EU lags U.S. in tools to let big banks fail: Bank of England's Tucker
By Huw Jones
LONDON (Reuters) - The United States has largely cracked the problem of protecting taxpayers from the danger of having to bail out banks that are "too big to fail" while Europe lags behind, Bank of England Deputy Governor Paul Tucker said.
Allowing large banks to fail without the massive disruption seen when Lehman Brothers collapsed five years ago this week has been the ambition of policymakers after governments had to rescue many lenders in the 2007-09 financial crisis.
Such banks, believing governments cannot afford the harm to economies of letting them go under, are tempted to take bigger risks and unfairly benefit from cheaper funding as investors know taxpayers would always rescue them, policymakers have said.
"Were some of the biggest Wall Street firms to fail this week... I think it would be very hard for the President and U.S. Treasury Secretary to persuade the Congress to commit taxpayers' money," Tucker told a London School of Economics seminar on Tuesday.
This is because Congress has given the U.S. administration powers and instruments to wind down big financial firms, though it would not be smooth or without ripples, Tucker said.

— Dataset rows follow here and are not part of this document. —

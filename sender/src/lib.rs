//! Drive periodic end-device transmissions from a deterministic discrete-event clock.
//!
//! The core of this crate is the [periodic::Sender]: a start/stop state machine that, once
//! started, fires a send cycle after an initial delay and then keeps rescheduling itself. Each
//! cycle hands a payload to the node's [Transmitter], consumes the node's schedule offset from an
//! [offset::Store], and schedules the next cycle `offset + interval` later.
//!
//! Everything the sender depends on is expressed as a trait so it can be swapped out:
//! - [Clock] schedules and cancels callbacks in virtual time ([deterministic] provides one)
//! - [Node] exposes the owning device's identifier and its transmit capability
//! - [offset::Store] persists the per-node schedule offset ([offset::Memory], [offset::Directory])
//! - [size::SizeSource] perturbs the payload size of each cycle
//!
//! # Status
//!
//! `periodic-sender` is **ALPHA** software and is not yet recommended for production use. Developers should
//! expect breaking changes and occasional instability.

use bytes::Bytes;
use prometheus_client::registry::Metric;
use std::{fmt::Debug, io::Error as IoError, time::Duration};
use thiserror::Error;

pub mod deterministic;
#[cfg(test)]
pub mod mocks;
pub mod offset;
pub mod periodic;
pub mod size;

/// Errors that can occur when operating a [periodic::Sender].
///
/// None of these are retried: they indicate a misconfigured node or corrupt persisted state.
#[derive(Error, Debug)]
pub enum Error {
    #[error("transmitter missing: node {0}")]
    TransmitterMissing(u32),
    #[error("offset malformed: node {0} value {1:?}")]
    OffsetMalformed(u32, String),
    #[error("offset read failed: node {0} error: {1}")]
    OffsetReadFailed(u32, IoError),
    #[error("offset write failed: node {0} error: {1}")]
    OffsetWriteFailed(u32, IoError),
}

/// Interface that any discrete-event clock must implement.
///
/// Callbacks run in nondecreasing virtual time. Callbacks due at the same instant run in the
/// order they were scheduled.
pub trait Clock: Clone + Send + Sync + 'static {
    /// Opaque reference to a scheduled callback.
    type Handle: Copy + Debug + Eq + Send + 'static;

    /// Returns the current virtual time (measured from the start of the simulation).
    fn current(&self) -> Duration;

    /// Schedule `callback` to run `delay` after the current virtual time.
    ///
    /// A zero `delay` schedules the callback at the current instant, after every callback already
    /// due at that instant.
    fn schedule<F>(&self, delay: Duration, callback: F) -> Self::Handle
    where
        F: FnOnce() + Send + 'static;

    /// Cancel a previously scheduled callback.
    ///
    /// Returns `true` if the callback was pending. Once this returns, the callback will never run.
    fn cancel(&self, handle: Self::Handle) -> bool;
}

/// Interface to register and export metrics.
pub trait Metrics: Clone + Send + Sync + 'static {
    /// Get the current label of the context.
    fn label(&self) -> String;

    /// Create a new instance of `Metrics` with the given label appended to the end
    /// of the current `Metrics` label.
    ///
    /// This is commonly used to create a nested context for `register`.
    fn with_label(&self, label: &str) -> Self;

    /// Register a metric with the runtime.
    ///
    /// Any registered metric will include (as a prefix) the label of the current context.
    fn register<N: Into<String>, H: Into<String>>(&self, name: N, help: H, metric: impl Metric);

    /// Encode all metrics into a buffer.
    fn encode(&self) -> String;
}

/// The lower-layer capability that accepts a payload for transmission.
///
/// Transmission is fire-and-forget: the caller never observes an outcome.
pub trait Transmitter: Send + 'static {
    /// Transmit `payload`.
    fn transmit(&mut self, payload: Bytes);
}

/// The device that owns a [periodic::Sender].
pub trait Node: Send + 'static {
    /// The transmit capability exposed by the node.
    type Transmitter: Transmitter;

    /// Identifier of the node (keys the node's schedule offset).
    fn id(&self) -> u32;

    /// Locate the node's transmit capability, if it has one.
    fn transmitter(&self) -> Option<Self::Transmitter>;
}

"The capital structure of big firms is such that it could be done on a global basis, and I don't think I am alone in thinking that in the official sector," said Tucker, who steps down this autumn to become an academic in the United States.
"I think it could be done now under duress by the American authorities with the authorities elsewhere stepping aside. I don't think that is the position in Europe."
The European Union has yet to approve a law to give supervisors tools to break up and close failed banks. Continued...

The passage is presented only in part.